Stored data
▬▬▬

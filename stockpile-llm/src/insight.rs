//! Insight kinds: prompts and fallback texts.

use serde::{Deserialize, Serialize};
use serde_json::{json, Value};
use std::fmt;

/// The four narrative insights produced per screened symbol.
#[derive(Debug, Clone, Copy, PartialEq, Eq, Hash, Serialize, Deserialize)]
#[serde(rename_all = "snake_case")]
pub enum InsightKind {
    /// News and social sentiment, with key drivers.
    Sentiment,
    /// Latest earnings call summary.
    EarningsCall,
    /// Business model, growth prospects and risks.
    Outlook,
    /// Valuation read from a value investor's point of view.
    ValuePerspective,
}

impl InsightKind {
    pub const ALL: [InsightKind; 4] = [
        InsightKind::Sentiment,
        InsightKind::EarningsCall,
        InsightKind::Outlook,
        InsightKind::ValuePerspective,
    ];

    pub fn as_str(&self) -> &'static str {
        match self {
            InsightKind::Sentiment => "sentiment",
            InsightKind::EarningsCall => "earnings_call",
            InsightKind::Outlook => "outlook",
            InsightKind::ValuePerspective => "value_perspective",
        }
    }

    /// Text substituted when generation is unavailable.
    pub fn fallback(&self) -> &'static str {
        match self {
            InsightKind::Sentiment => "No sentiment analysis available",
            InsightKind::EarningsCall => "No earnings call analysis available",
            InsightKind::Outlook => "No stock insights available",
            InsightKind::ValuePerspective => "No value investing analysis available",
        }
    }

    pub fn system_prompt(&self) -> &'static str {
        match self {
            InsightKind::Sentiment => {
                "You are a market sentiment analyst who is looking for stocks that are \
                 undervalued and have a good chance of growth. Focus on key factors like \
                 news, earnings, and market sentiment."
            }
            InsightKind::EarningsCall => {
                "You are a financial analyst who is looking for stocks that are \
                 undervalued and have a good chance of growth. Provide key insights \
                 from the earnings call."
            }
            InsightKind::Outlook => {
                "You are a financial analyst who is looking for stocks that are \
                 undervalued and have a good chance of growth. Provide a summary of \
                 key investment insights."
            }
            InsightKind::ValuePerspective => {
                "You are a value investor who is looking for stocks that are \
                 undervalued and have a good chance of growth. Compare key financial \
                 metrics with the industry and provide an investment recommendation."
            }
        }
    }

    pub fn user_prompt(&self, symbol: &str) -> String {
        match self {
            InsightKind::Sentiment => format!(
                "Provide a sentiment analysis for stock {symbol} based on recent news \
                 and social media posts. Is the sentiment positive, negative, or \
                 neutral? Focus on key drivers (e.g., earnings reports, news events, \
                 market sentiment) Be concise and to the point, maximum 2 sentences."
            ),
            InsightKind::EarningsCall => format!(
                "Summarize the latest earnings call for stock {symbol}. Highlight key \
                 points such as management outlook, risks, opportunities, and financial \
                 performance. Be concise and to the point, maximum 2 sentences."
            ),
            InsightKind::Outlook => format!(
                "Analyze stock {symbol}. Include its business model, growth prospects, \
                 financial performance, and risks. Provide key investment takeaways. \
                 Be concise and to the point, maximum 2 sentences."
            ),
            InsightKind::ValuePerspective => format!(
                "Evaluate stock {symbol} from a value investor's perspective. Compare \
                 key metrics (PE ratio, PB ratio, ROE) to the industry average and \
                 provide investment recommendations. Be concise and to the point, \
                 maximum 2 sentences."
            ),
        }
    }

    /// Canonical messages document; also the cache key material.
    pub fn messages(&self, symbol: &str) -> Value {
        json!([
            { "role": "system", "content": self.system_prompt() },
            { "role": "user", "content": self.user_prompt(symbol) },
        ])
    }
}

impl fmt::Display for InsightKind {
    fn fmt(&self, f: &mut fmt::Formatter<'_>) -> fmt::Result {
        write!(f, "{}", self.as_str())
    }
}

▬▬▬

* [EXERCISE]: Every line in the records above that contains the word "risks" should be copied out.

* [ANSWER SECTION]:
    /// Business model, growth prospects and risks.
                 points such as management outlook, risks, opportunities, and financial \
                 financial performance, and risks. Provide key investment takeaways. \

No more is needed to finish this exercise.